(Listed records begins)

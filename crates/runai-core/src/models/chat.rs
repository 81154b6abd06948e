use chrono::{DateTime, Local};
use serde::{Deserialize, Serialize};

#[derive(Debug, Clone, Serialize)]
pub struct QueryRequest<'a> {
    pub query: &'a str,
}

#[derive(Debug, Clone, Deserialize)]
pub struct QueryResponse {
    pub answer: String,
    /// Name of the model that produced the answer, when the backend reports it
    #[serde(default)]
    pub model: Option<String>,
}

#[derive(Debug, Clone, Copy, PartialEq, Eq)]
pub enum Role {
    User,
    Assistant,
}

impl Role {
    /// Single-letter avatar shown beside each message
    pub fn avatar(&self) -> char {
        match self {
            Role::User => 'U',
            Role::Assistant => 'A',
        }
    }
}

/// One entry of the chat transcript
#[derive(Debug, Clone)]
pub struct ChatMessage {
    pub role: Role,
    pub content: String,
    /// Set on assistant entries that report a failed request
    pub is_error: bool,
    pub sent_at: DateTime<Local>,
}

impl ChatMessage {
    pub fn user(content: impl Into<String>) -> Self {
        Self::new(Role::User, content.into(), false)
    }

    pub fn assistant(content: impl Into<String>) -> Self {
        Self::new(Role::Assistant, content.into(), false)
    }

    pub fn error(content: impl Into<String>) -> Self {
        Self::new(Role::Assistant, content.into(), true)
    }

    fn new(role: Role, content: String, is_error: bool) -> Self {
        Self {
            role,
            content,
            is_error,
            sent_at: Local::now(),
        }
    }
}
//! Non-interactive commands run from the shell instead of the TUI.

use std::io::{self, BufRead, Write};

use anyhow::{bail, Context, Result};
use futures::future;

use runai_core::api::ApiClient;
use runai_core::auth::SessionStore;
use runai_core::config::{Config, StorageBackend};
use runai_core::forms::{AuthForm, AuthMode};

#[derive(Debug, Clone, PartialEq, Eq)]
pub enum Command {
    Interactive,
    /// Interactive, but the session is kept in memory only
    Ephemeral,
    Login,
    Register,
    Logout,
    Status,
    Help,
    Unknown(String),
}

impl Command {
    /// Parse the arguments after the program name
    pub fn parse(args: &[String]) -> Self {
        match args.first().map(String::as_str) {
            None => Command::Interactive,
            Some("--ephemeral") => Command::Ephemeral,
            Some("--login") => Command::Login,
            Some("--register") => Command::Register,
            Some("--logout") => Command::Logout,
            Some("--status") => Command::Status,
            Some("--help") | Some("-h") => Command::Help,
            Some(other) => Command::Unknown(other.to_string()),
        }
    }
}

const USAGE: &str = "\
Usage: runai [COMMAND]

Without a command, starts the interactive terminal client.

Commands:
  --ephemeral  Start the client without saving the session to disk
  --login      Log in and save the session
  --register   Create an account and save the session
  --logout     Forget the saved session
  --status     Show the saved session and check the backend
  --help       Show this message

Environment:
  RUN_AI_API_URL   Backend URL (overrides the config file)
  RUST_LOG         Log level for runai.log (default: warn)";

pub async fn run(command: Command, mut config: Config) -> Result<()> {
    match command {
        Command::Interactive | Command::Ephemeral => Ok(()),
        Command::Help => {
            println!("{}", USAGE);
            Ok(())
        }
        Command::Unknown(arg) => {
            eprintln!("{}", USAGE);
            bail!("Unknown argument: {}", arg)
        }
        Command::Login => authenticate(&mut config, AuthMode::Login).await,
        Command::Register => authenticate(&mut config, AuthMode::Register).await,
        Command::Logout => {
            let api = client(&config)?;
            api.logout();
            println!("Logged out.");
            Ok(())
        }
        Command::Status => status(&config).await,
    }
}

fn client(config: &Config) -> Result<ApiClient> {
    let session = SessionStore::initialize(config.open_store()?);
    ApiClient::with_timeout(&config.api_url(), session, config.request_timeout())
}

/// Prompt for credentials and run the exchange, validating them the same way
/// the login screen does.
async fn authenticate(config: &mut Config, mode: AuthMode) -> Result<()> {
    let api = client(config)?;

    let mut form = AuthForm::new(None);
    if form.mode != mode {
        form.toggle_mode();
    }

    let default_email = config.last_email.clone().unwrap_or_default();
    let prompt = if default_email.is_empty() {
        "Email: ".to_string()
    } else {
        format!("Email [{}]: ", default_email)
    };
    let typed = read_line(&prompt)?;
    form.email = if typed.trim().is_empty() {
        default_email
    } else {
        typed
    };
    form.password = rpassword::prompt_password("Password: ").context("Failed to read password")?;

    let (email, password) = form.credentials()?;
    let result = match mode {
        AuthMode::Login => api.login(&email, &password).await,
        AuthMode::Register => api.register(&email, &password).await,
    };
    if let Err(e) = result {
        bail!("{}", e.user_message());
    }

    config.last_email = Some(email.clone());
    config.save().context("Failed to save config")?;
    println!("Logged in as {}.", email);
    Ok(())
}

fn read_line(prompt: &str) -> Result<String> {
    print!("{}", prompt);
    io::stdout().flush()?;
    let mut line = String::new();
    io::stdin().lock().read_line(&mut line)?;
    Ok(line.trim_end_matches(['\r', '\n']).to_string())
}

/// Print the saved session and, when logged in, check the token against the
/// backend by fetching the profile and document list together.
async fn status(config: &Config) -> Result<()> {
    let api = client(config)?;
    println!("Backend: {}", api.base_url());

    let Some(email) = api.session().identity() else {
        println!("Not logged in.");
        return Ok(());
    };
    println!("Logged in as {}", email);

    let (profile, documents) = future::join(api.fetch_profile(), api.list_documents()).await;
    match profile {
        Ok(profile) => {
            let complete = profile.age.is_some() && profile.weight_kg.is_some();
            println!("Profile: {}", if complete { "filled in" } else { "incomplete" });
        }
        Err(e) => println!("Profile: {}", e.user_message()),
    }
    match documents {
        Ok(documents) => println!("Documents: {}", documents.len()),
        Err(e) => println!("Documents: {}", e.user_message()),
    }
    Ok(())
}

/// Apply the command's effect on the config used by the interactive client
pub fn prepare_config(command: &Command, config: &mut Config) {
    if *command == Command::Ephemeral {
        config.storage = StorageBackend::Memory;
    }
}
use ratatui::{
    layout::{Constraint, Direction, Layout, Rect},
    text::{Line, Span},
    widgets::{Block, Borders, Paragraph},
    Frame,
};

use runai_core::forms::ProfileField;

use crate::app::{App, Focus};
use crate::ui::styles;

use super::status_line;

const LABEL_WIDTH: usize = 26;
const VALUE_WIDTH: usize = 24;

pub fn render(frame: &mut Frame, app: &App, area: Rect) {
    let chunks = Layout::default()
        .direction(Direction::Vertical)
        .constraints([Constraint::Min(12), Constraint::Length(5)])
        .split(area);

    render_fields(frame, app, chunks[0]);
    render_controls(frame, app, chunks[1]);
}

fn render_fields(frame: &mut Frame, app: &App, area: Rect) {
    let profile = &app.profile;
    let focused = app.focus == Focus::Content;

    let mut lines = vec![Line::from("")];
    if profile.loading {
        lines.push(Line::from(Span::styled(" Loading your profile...", styles::muted_style())));
        lines.push(Line::from(""));
    }

    for field in ProfileField::ALL {
        let is_focused = focused && profile.form.focus == field;
        let required = if field.is_required() { "*" } else { " " };
        let value = profile.form.value(field);

        let value_span = if field.is_selection() {
            let text = if is_focused {
                format!("◀ {} ▶", value)
            } else {
                format!("  {}  ", value)
            };
            Span::styled(
                format!("{:<width$}", text, width = VALUE_WIDTH),
                if is_focused { styles::selected_style() } else { styles::highlight_style() },
            )
        } else {
            let cursor = if is_focused { "▌" } else { "" };
            Span::styled(
                format!("{:<width$}", format!("{}{}", value, cursor), width = VALUE_WIDTH),
                if is_focused { styles::selected_style() } else { styles::list_item_style() },
            )
        };

        lines.push(Line::from(vec![
            Span::styled(format!(" {}", required), styles::error_style()),
            Span::styled(
                format!("{:<width$}", field.label(), width = LABEL_WIDTH),
                styles::muted_style(),
            ),
            Span::styled("[", styles::muted_style()),
            value_span,
            Span::styled("]", styles::muted_style()),
        ]));
    }

    lines.push(Line::from(""));
    lines.push(Line::from(Span::styled(" * required", styles::muted_style())));

    let block = Block::default()
        .title(Span::styled(" My Profile ", styles::title_style()))
        .borders(Borders::ALL)
        .border_style(styles::border_style(focused));

    frame.render_widget(Paragraph::new(lines).block(block), area);
}

fn render_controls(frame: &mut Frame, app: &App, area: Rect) {
    let profile = &app.profile;
    let label = if profile.saving { "Saving..." } else { "[Ctrl+S] Save" };

    let mut lines = vec![Line::from(vec![
        Span::raw(" "),
        Span::styled(label, styles::button_style(false, profile.can_save())),
    ])];

    let missing = profile.form.missing_required();
    if !missing.is_empty() && profile.status.is_none() {
        lines.push(Line::from(Span::styled(
            format!(" Still needed: {}", missing.join(", ")),
            styles::muted_style(),
        )));
    } else {
        lines.push(status_line(&profile.status));
    }

    let block = Block::default()
        .borders(Borders::ALL)
        .border_style(styles::border_style(false));

    frame.render_widget(Paragraph::new(lines).block(block), area);
}
//! REST API client module for the RUN AI backend.
//!
//! This module provides the `ApiClient` for the login and registration
//! exchanges and for every authenticated route (chat, documents, profile,
//! program generation).
//!
//! The backend issues a bearer token from `/token` or `/register`; every
//! other route expects it in the `Authorization` header.

pub mod client;
pub mod error;

pub use client::{ApiClient, NO_BODY};
pub use error::{ApiError, UNKNOWN_SERVER_ERROR};

pub use reqwest::Method;
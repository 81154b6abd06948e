//! Page selection and the screen router.

/// Pages reachable from the sidebar once logged in
#[derive(Debug, Clone, Copy, PartialEq, Eq, Default)]
pub enum Page {
    #[default]
    Chat,
    Documents,
    Profile,
    Program,
}

impl Page {
    pub const ALL: [Page; 4] = [Page::Chat, Page::Documents, Page::Profile, Page::Program];

    /// Get the display title for this page.
    pub fn title(&self) -> &'static str {
        match self {
            Page::Chat => "Coach",
            Page::Documents => "Documents",
            Page::Profile => "My Profile",
            Page::Program => "My Program",
        }
    }

    /// Get the next page (wrapping around)
    pub fn next(&self) -> Self {
        match self {
            Page::Chat => Page::Documents,
            Page::Documents => Page::Profile,
            Page::Profile => Page::Program,
            Page::Program => Page::Chat,
        }
    }

    /// Get the previous page (wrapping around)
    pub fn prev(&self) -> Self {
        match self {
            Page::Chat => Page::Program,
            Page::Documents => Page::Chat,
            Page::Profile => Page::Documents,
            Page::Program => Page::Profile,
        }
    }
}

/// What the shell shows
#[derive(Debug, Clone, Copy, PartialEq, Eq)]
pub enum Screen {
    Login,
    Page(Page),
}

impl Screen {
    /// Without a session only the login screen is reachable, whatever page
    /// was last selected.
    pub fn resolve(session_active: bool, selected: Page) -> Self {
        if session_active {
            Screen::Page(selected)
        } else {
            Screen::Login
        }
    }
}

#[cfg(test)]
mod tests {
    use super::*;

    #[test]
    fn test_resolve_requires_session() {
        for page in Page::ALL {
            assert_eq!(Screen::resolve(false, page), Screen::Login);
            assert_eq!(Screen::resolve(true, page), Screen::Page(page));
        }
    }

    #[test]
    fn test_default_page_is_chat() {
        assert_eq!(Page::default(), Page::Chat);
    }

    #[test]
    fn test_page_next() {
        assert_eq!(Page::Chat.next(), Page::Documents);
        assert_eq!(Page::Documents.next(), Page::Profile);
        assert_eq!(Page::Profile.next(), Page::Program);
        assert_eq!(Page::Program.next(), Page::Chat); // Wraps around
    }

    #[test]
    fn test_page_prev() {
        assert_eq!(Page::Chat.prev(), Page::Program); // Wraps around
        assert_eq!(Page::Program.prev(), Page::Profile);
        assert_eq!(Page::Profile.prev(), Page::Documents);
        assert_eq!(Page::Documents.prev(), Page::Chat);
    }
}
use serde::{Deserialize, Serialize};

/// Body returned by both `/token` and `/register`
#[derive(Debug, Clone, Deserialize)]
pub struct TokenResponse {
    pub access_token: String,
    #[serde(default)]
    pub token_type: Option<String>,
}

#[derive(Debug, Clone, Serialize)]
pub struct RegisterRequest<'a> {
    pub email: &'a str,
    pub password: &'a str,
}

(Listed records ends)

Using the entries above, tally how many lines have the word "async" in them; write the number and nothing more.

3